[Records from a collection]

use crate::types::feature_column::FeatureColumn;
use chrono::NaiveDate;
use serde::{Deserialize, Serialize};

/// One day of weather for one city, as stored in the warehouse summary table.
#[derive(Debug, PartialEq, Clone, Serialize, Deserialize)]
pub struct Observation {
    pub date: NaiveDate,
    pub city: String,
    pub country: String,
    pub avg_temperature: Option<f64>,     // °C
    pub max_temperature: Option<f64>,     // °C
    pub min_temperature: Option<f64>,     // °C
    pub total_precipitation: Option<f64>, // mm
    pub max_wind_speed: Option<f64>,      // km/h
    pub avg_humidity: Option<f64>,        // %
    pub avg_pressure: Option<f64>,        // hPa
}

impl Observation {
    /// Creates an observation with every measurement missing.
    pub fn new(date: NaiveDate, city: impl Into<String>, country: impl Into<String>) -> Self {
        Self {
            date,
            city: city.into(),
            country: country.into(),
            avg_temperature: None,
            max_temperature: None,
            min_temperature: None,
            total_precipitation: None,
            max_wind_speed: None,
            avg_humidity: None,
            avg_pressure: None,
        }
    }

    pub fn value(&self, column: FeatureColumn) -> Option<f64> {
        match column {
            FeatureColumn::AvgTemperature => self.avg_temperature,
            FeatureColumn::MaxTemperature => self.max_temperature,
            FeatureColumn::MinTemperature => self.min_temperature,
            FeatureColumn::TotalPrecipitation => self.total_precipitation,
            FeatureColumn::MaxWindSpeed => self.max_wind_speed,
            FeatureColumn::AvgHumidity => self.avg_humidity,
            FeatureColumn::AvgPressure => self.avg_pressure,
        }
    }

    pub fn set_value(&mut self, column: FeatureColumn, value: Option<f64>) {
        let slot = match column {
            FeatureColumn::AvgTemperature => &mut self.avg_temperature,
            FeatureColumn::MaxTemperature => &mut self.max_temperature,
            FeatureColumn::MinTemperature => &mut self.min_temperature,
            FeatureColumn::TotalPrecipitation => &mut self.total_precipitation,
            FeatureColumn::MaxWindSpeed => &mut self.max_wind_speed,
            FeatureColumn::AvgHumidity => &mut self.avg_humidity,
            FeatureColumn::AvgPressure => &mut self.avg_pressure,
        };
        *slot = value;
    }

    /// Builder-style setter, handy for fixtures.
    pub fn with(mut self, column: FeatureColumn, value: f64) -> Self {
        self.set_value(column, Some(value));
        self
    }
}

...

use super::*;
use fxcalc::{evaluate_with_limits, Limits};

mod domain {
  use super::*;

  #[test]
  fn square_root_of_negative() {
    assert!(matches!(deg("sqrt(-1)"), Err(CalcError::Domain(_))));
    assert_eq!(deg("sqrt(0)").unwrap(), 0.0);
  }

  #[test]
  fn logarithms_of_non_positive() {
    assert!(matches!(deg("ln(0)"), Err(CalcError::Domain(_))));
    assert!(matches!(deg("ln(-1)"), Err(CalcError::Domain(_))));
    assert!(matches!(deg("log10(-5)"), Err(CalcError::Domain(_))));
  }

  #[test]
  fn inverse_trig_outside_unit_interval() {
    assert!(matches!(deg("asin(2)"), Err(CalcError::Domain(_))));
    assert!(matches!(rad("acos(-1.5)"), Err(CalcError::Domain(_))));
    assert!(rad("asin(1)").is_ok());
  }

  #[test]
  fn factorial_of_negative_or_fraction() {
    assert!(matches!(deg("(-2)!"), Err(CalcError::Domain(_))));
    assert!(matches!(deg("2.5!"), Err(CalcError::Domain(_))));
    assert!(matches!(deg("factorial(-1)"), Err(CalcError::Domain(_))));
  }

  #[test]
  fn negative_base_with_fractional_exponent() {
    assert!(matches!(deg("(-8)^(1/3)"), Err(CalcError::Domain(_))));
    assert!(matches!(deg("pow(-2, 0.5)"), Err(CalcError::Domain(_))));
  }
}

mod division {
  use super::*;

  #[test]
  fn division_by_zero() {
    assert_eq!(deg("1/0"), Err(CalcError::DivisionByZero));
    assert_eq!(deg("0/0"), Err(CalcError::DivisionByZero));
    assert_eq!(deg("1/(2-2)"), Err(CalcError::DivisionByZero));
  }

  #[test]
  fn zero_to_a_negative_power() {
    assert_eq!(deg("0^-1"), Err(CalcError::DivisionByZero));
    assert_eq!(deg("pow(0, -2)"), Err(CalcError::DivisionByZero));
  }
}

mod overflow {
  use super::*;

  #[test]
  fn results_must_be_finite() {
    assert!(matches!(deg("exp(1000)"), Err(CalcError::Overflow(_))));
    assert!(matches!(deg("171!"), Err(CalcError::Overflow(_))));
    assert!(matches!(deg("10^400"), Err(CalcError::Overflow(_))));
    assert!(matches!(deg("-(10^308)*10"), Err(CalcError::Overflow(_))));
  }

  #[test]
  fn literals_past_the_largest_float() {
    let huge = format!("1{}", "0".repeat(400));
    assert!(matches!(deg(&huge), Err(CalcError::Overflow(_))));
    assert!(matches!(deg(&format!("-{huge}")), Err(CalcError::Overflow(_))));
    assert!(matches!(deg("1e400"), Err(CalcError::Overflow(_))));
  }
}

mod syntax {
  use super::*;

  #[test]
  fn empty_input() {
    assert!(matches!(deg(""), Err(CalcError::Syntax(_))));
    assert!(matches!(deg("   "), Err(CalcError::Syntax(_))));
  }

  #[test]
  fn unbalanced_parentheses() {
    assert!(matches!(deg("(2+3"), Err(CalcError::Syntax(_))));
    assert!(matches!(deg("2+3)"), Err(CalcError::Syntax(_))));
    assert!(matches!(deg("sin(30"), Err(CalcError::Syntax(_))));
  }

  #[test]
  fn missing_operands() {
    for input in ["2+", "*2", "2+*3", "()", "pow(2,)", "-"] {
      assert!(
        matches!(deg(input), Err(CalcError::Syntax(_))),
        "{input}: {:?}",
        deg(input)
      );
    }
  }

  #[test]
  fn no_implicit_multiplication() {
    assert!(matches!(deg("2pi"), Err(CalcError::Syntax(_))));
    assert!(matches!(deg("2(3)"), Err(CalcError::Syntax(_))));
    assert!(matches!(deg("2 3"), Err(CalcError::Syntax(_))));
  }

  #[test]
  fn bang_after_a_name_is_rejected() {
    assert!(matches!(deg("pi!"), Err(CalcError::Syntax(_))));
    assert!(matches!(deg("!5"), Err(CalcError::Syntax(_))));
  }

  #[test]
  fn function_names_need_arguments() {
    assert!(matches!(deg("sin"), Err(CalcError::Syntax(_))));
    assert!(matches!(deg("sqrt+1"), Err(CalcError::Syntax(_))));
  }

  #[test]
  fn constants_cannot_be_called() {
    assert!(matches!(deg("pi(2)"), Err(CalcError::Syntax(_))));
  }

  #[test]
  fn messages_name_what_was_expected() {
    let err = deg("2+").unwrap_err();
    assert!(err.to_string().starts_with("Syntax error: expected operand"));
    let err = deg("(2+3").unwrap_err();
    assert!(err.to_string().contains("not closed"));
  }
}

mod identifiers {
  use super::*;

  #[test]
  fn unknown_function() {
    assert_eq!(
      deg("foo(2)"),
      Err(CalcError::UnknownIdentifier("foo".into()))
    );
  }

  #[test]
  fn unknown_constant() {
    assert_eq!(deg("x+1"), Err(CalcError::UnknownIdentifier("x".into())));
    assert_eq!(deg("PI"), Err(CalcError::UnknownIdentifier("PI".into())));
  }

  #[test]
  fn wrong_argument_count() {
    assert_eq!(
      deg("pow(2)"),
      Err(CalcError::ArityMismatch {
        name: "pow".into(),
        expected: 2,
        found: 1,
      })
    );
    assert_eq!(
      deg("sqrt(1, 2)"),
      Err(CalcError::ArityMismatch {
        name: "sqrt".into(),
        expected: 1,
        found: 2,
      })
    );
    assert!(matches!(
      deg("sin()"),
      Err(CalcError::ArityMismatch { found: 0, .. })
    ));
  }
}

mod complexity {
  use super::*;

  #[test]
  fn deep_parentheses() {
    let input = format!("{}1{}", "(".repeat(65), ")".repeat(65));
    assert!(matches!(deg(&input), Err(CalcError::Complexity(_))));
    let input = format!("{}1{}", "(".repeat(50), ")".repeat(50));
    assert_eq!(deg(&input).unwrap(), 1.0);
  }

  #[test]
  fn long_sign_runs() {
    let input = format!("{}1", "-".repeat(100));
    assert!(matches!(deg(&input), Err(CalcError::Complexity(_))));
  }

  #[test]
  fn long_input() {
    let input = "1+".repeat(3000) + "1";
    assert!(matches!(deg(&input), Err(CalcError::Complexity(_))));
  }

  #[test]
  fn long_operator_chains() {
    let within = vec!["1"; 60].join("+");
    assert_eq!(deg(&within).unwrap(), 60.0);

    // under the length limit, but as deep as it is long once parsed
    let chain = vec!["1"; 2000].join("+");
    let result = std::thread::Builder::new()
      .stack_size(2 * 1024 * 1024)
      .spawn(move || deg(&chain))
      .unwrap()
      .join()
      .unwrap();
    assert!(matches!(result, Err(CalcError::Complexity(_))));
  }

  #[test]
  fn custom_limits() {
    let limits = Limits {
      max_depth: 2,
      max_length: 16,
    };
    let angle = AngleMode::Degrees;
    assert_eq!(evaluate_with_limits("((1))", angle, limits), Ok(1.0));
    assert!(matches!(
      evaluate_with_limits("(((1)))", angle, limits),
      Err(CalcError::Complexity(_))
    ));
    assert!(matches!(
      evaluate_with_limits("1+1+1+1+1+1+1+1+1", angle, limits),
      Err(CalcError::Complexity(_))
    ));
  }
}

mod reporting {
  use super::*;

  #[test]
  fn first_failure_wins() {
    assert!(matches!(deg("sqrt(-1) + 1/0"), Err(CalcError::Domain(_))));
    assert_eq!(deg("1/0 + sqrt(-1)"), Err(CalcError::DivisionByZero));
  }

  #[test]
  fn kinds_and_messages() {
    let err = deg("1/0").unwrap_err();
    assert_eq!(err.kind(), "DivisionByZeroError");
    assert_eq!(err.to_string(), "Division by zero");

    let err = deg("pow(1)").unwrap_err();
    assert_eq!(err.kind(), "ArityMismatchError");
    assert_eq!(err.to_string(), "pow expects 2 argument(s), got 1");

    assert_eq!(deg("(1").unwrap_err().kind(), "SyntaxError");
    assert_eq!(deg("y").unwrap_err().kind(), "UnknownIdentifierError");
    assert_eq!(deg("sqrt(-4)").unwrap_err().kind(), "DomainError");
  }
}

--

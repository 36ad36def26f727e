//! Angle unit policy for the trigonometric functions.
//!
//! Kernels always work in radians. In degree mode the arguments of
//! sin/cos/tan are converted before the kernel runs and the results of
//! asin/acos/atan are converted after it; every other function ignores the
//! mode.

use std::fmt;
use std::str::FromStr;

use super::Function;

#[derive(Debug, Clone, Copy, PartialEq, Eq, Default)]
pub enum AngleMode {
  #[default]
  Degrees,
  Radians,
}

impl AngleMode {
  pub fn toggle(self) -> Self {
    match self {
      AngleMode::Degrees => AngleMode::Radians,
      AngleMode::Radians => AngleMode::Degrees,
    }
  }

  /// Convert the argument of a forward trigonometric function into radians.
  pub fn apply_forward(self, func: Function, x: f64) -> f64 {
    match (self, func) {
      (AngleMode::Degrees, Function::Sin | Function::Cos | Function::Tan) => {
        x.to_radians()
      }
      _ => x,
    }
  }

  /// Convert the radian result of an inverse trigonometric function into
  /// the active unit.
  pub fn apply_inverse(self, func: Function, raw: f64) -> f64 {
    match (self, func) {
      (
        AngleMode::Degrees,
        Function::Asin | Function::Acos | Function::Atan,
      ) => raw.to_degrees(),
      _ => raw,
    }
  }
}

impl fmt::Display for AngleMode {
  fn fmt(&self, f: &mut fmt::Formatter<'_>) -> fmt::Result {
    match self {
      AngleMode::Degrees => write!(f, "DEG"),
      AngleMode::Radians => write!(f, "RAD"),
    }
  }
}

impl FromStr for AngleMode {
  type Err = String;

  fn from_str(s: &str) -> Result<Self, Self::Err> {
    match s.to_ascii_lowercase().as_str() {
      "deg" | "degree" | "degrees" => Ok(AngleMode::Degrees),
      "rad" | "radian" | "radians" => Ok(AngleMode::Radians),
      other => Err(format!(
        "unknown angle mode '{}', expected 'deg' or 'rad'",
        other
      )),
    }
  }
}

■ **Instructions for the task**
Whenever the word "AvgPressure" occurs in a line of the records, that line counts toward the total; state the total only.

■ **Reply to the exercise**
2